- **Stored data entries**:
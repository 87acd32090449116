//! Game orchestration.
//!
//! `GameController` is the only interface presentation code calls. It owns
//! the [`GameState`], draws symbols through a [`SequenceGenerator`], and
//! returns [`GameEvent`]s for presentation to render and play.
//!
//! ## Event flow
//!
//! ```text
//! start_requested ──> LevelAdvanced(1, [s])
//! player_input ─┬─> PlayerInputAccepted            (correct, level incomplete)
//!               ├─> PlayerInputAccepted + pending   (correct, level complete)
//!               └─> PlayerInputRejected, GameLost   (wrong symbol)
//! advance_level(token) ──> LevelAdvanced(N+1, full sequence)
//! ```
//!
//! ## The advance delay
//!
//! The pause between a completed level and the next extension (nominally
//! one second) belongs to presentation, not to game logic. Completing a
//! level arms a [`PendingAdvance`]; presentation runs its timer for
//! [`GameConfig::advance_delay`] and then calls
//! [`GameController::advance_level`] with the pending token. Tokens carry
//! a generation counter: a token minted before a restart no longer
//! matches and the call is a guarded no-op, so a late timer can never
//! append a symbol to a game the player already abandoned.

use smallvec::SmallVec;

use crate::config::GameConfig;
use crate::core::{GameSnapshot, GameState, MatchResult, RunState, Symbol};
use crate::events::GameEvent;
use crate::generator::{RandomGenerator, SequenceGenerator};

/// Events produced by a single input. At most two (rejected + lost).
pub type EventBatch = SmallVec<[GameEvent; 2]>;

/// Proof that a level advance was scheduled, valid for one game.
///
/// Opaque to callers; compared at fire time against the controller's
/// current generation.
#[derive(Clone, Copy, Debug, PartialEq, Eq)]
pub struct AdvanceToken {
    generation: u64,
}

/// Orchestrates the game: start requests, input validation, level advance.
///
/// Generic over the symbol source so tests can inject a scripted
/// generator and assert exact sequences.
///
/// ## Example
///
/// ```
/// use sequence_recall::{GameConfig, GameController, GameEvent};
///
/// let mut controller = GameController::from_config(GameConfig::new(42));
///
/// let event = controller.start_requested().unwrap();
/// let GameEvent::LevelAdvanced { level, sequence_so_far } = event else {
///     panic!("start must advance to level 1");
/// };
/// assert_eq!(level, 1);
/// assert_eq!(sequence_so_far.len(), 1);
/// ```
#[derive(Clone, Debug)]
pub struct GameController<G> {
    config: GameConfig,
    state: GameState,
    generator: G,
    /// Bumped on every reset; invalidates outstanding advance tokens.
    generation: u64,
    pending_advance: Option<AdvanceToken>,
}

impl GameController<RandomGenerator> {
    /// Create a controller with a seeded random generator.
    #[must_use]
    pub fn from_config(config: GameConfig) -> Self {
        let generator = RandomGenerator::new(config.seed);
        Self::new(config, generator)
    }
}

impl<G: SequenceGenerator> GameController<G> {
    /// Create a controller with an injected symbol source.
    #[must_use]
    pub fn new(config: GameConfig, generator: G) -> Self {
        Self {
            config,
            state: GameState::new(),
            generator,
            generation: 0,
            pending_advance: None,
        }
    }

    /// Handle a start request.
    ///
    /// While a game is in progress ([`RunState::AwaitingInput`]) this is a
    /// no-op and returns `None`: duplicate start signals are ignored.
    /// Otherwise the previous game (if any) is discarded, any pending
    /// advance is invalidated, and level 1 begins with one freshly drawn
    /// symbol. Returns the `LevelAdvanced` event for presentation.
    pub fn start_requested(&mut self) -> Option<GameEvent> {
        if self.state.run_state() == RunState::AwaitingInput {
            tracing::debug!("start requested mid-game, ignoring");
            return None;
        }

        self.generation += 1;
        self.pending_advance = None;
        self.state.reset();

        let symbol = self.generator.next_symbol();
        self.state.start_level(symbol);
        tracing::info!(%symbol, "new game started");

        Some(self.level_advanced_event())
    }

    /// Handle one player symbol.
    ///
    /// A no-op (empty batch) outside active play and during the
    /// advance-delay window, so stray events cannot corrupt state.
    ///
    /// - Wrong symbol: `[PlayerInputRejected, GameLost]`, then the game is
    ///   over and only a new start request is accepted.
    /// - Correct, level incomplete: `[PlayerInputAccepted]`.
    /// - Correct, level complete: `[PlayerInputAccepted]` and a pending
    ///   advance is armed (see [`GameController::pending_advance`]).
    pub fn player_input(&mut self, symbol: Symbol) -> EventBatch {
        if self.state.run_state() != RunState::AwaitingInput {
            tracing::debug!(%symbol, run_state = %self.state.run_state(), "input outside active play, ignoring");
            return EventBatch::new();
        }
        if self.pending_advance.is_some() {
            tracing::debug!(%symbol, "input during advance delay, ignoring");
            return EventBatch::new();
        }

        let mut events = EventBatch::new();
        match self.state.submit(symbol) {
            Ok(MatchResult::Mismatch) => {
                let final_level = self.state.level();
                self.state.set_game_over();
                tracing::info!(%symbol, final_level, "wrong symbol, game over");
                events.push(GameEvent::PlayerInputRejected { symbol });
                events.push(GameEvent::GameLost { final_level });
            }
            Ok(MatchResult::Partial) => {
                tracing::debug!(%symbol, "input accepted");
                events.push(GameEvent::PlayerInputAccepted { symbol });
            }
            Ok(MatchResult::LevelComplete) => {
                let token = AdvanceToken {
                    generation: self.generation,
                };
                self.pending_advance = Some(token);
                tracing::debug!(%symbol, level = self.state.level(), "level complete, advance pending");
                events.push(GameEvent::PlayerInputAccepted { symbol });
            }
            // Unreachable given the guards above; asserted away rather
            // than surfaced.
            Err(err) => {
                debug_assert!(false, "guarded submit failed: {err}");
                tracing::warn!(%symbol, %err, "submit rejected despite guards");
            }
        }
        events
    }

    /// The token for a scheduled level advance, if one is armed.
    ///
    /// Presentation should start its [`GameConfig::advance_delay`] timer
    /// when this becomes `Some` and pass the token to
    /// [`GameController::advance_level`] when the timer fires.
    #[must_use]
    pub fn pending_advance(&self) -> Option<AdvanceToken> {
        self.pending_advance
    }

    /// Fire a scheduled level advance.
    ///
    /// Draws the next symbol, starts the next level, and returns the
    /// `LevelAdvanced` event. A stale token (a restart happened since it
    /// was minted, or it already fired) is a guarded no-op returning
    /// `None`.
    pub fn advance_level(&mut self, token: AdvanceToken) -> Option<GameEvent> {
        if self.pending_advance != Some(token) {
            tracing::debug!("stale advance token, ignoring");
            return None;
        }
        self.pending_advance = None;

        let symbol = self.generator.next_symbol();
        self.state.start_level(symbol);
        tracing::info!(%symbol, level = self.state.level(), "level advanced");

        Some(self.level_advanced_event())
    }

    /// Read-only snapshot of the game state for presentation.
    #[must_use]
    pub fn snapshot(&self) -> GameSnapshot {
        self.state.snapshot()
    }

    /// Current level.
    #[must_use]
    pub fn level(&self) -> u32 {
        self.state.level()
    }

    /// Current run state.
    #[must_use]
    pub fn run_state(&self) -> RunState {
        self.state.run_state()
    }

    /// This game's configuration.
    #[must_use]
    pub fn config(&self) -> &GameConfig {
        &self.config
    }

    fn level_advanced_event(&self) -> GameEvent {
        GameEvent::LevelAdvanced {
            level: self.state.level(),
            sequence_so_far: self.state.machine_sequence().clone(),
        }
    }
}

#[cfg(test)]
mod tests {
    use super::*;
    use crate::generator::ScriptedGenerator;

    fn scripted(script: Vec<Symbol>) -> GameController<ScriptedGenerator> {
        GameController::new(GameConfig::new(0), ScriptedGenerator::new(script))
    }

    #[test]
    fn test_start_begins_level_one() {
        let mut controller = scripted(vec![Symbol::Red]);

        let event = controller.start_requested().unwrap();
        assert_eq!(
            event,
            GameEvent::LevelAdvanced {
                level: 1,
                sequence_so_far: im::Vector::unit(Symbol::Red),
            }
        );
        assert_eq!(controller.run_state(), RunState::AwaitingInput);
    }

    #[test]
    fn test_duplicate_start_is_noop() {
        let mut controller = scripted(vec![Symbol::Red, Symbol::Blue]);

        controller.start_requested().unwrap();
        let before = controller.snapshot();

        assert_eq!(controller.start_requested(), None);
        assert_eq!(controller.snapshot(), before);
    }

    #[test]
    fn test_correct_input_completes_level_and_arms_advance() {
        let mut controller = scripted(vec![Symbol::Red, Symbol::Blue]);
        controller.start_requested();

        let events = controller.player_input(Symbol::Red);
        assert_eq!(
            events.as_slice(),
            [GameEvent::PlayerInputAccepted { symbol: Symbol::Red }]
        );

        let token = controller.pending_advance().expect("advance must be armed");
        let event = controller.advance_level(token).unwrap();
        assert_eq!(
            event,
            GameEvent::LevelAdvanced {
                level: 2,
                sequence_so_far: im::Vector::from(vec![Symbol::Red, Symbol::Blue]),
            }
        );
        assert!(controller.snapshot().player_buffer.is_empty());
    }

    #[test]
    fn test_mismatch_loses_game() {
        let mut controller = scripted(vec![Symbol::Red]);
        controller.start_requested();

        let events = controller.player_input(Symbol::Green);
        assert_eq!(
            events.as_slice(),
            [
                GameEvent::PlayerInputRejected { symbol: Symbol::Green },
                GameEvent::GameLost { final_level: 1 },
            ]
        );
        assert_eq!(controller.run_state(), RunState::GameOver);
    }

    #[test]
    fn test_input_before_start_is_noop() {
        let mut controller = scripted(vec![Symbol::Red]);

        assert!(controller.player_input(Symbol::Red).is_empty());
        assert_eq!(controller.level(), 0);
        assert_eq!(controller.run_state(), RunState::Idle);
    }

    #[test]
    fn test_input_after_loss_is_noop() {
        let mut controller = scripted(vec![Symbol::Red]);
        controller.start_requested();
        controller.player_input(Symbol::Blue);

        assert!(controller.player_input(Symbol::Red).is_empty());
        assert_eq!(controller.run_state(), RunState::GameOver);
    }

    #[test]
    fn test_input_during_advance_delay_is_noop() {
        let mut controller = scripted(vec![Symbol::Red, Symbol::Blue]);
        controller.start_requested();
        controller.player_input(Symbol::Red);

        // Level complete, advance armed. Stray input must not land.
        assert!(controller.player_input(Symbol::Red).is_empty());
        assert_eq!(controller.snapshot().player_buffer.len(), 1);
    }

    #[test]
    fn test_advance_token_fires_once() {
        let mut controller = scripted(vec![Symbol::Red, Symbol::Blue]);
        controller.start_requested();
        controller.player_input(Symbol::Red);

        let token = controller.pending_advance().unwrap();
        assert!(controller.advance_level(token).is_some());
        assert_eq!(controller.advance_level(token), None);
        assert_eq!(controller.level(), 2);
    }

    #[test]
    fn test_token_from_previous_game_is_stale() {
        let mut controller = scripted(vec![Symbol::Red, Symbol::Blue, Symbol::Green]);

        // Game one: complete level 1 and keep the token after firing it.
        controller.start_requested();
        controller.player_input(Symbol::Red);
        let old_token = controller.pending_advance().unwrap();
        controller.advance_level(old_token).unwrap();

        // Lose game one, restart, complete level 1 of game two.
        controller.player_input(Symbol::Yellow);
        assert_eq!(controller.run_state(), RunState::GameOver);
        controller.start_requested().unwrap();
        controller.player_input(Symbol::Green);
        assert!(controller.pending_advance().is_some());

        // The old game's token must not advance the new game.
        assert_eq!(controller.advance_level(old_token), None);
        assert_eq!(controller.level(), 1);
        assert!(controller.pending_advance().is_some());
    }

    #[test]
    fn test_restart_after_loss_is_fresh() {
        let mut controller = scripted(vec![Symbol::Red, Symbol::Green]);
        controller.start_requested();
        controller.player_input(Symbol::Yellow);
        assert_eq!(controller.run_state(), RunState::GameOver);

        let event = controller.start_requested().unwrap();
        assert_eq!(
            event,
            GameEvent::LevelAdvanced {
                level: 1,
                sequence_so_far: im::Vector::unit(Symbol::Green),
            }
        );
        assert_eq!(controller.level(), 1);
        assert!(controller.snapshot().player_buffer.is_empty());
    }
}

- **TASK DIRECTIONS**: In the data above, copy every line where the string "with" appears.

- **ANSWER TO THIS PROBLEM**:
//! [`GameController::advance_level`] with the pending token. Tokens carry
    /// Create a controller with a seeded random generator.
    /// Create a controller with an injected symbol source.
    /// advance is invalidated, and level 1 begins with one freshly drawn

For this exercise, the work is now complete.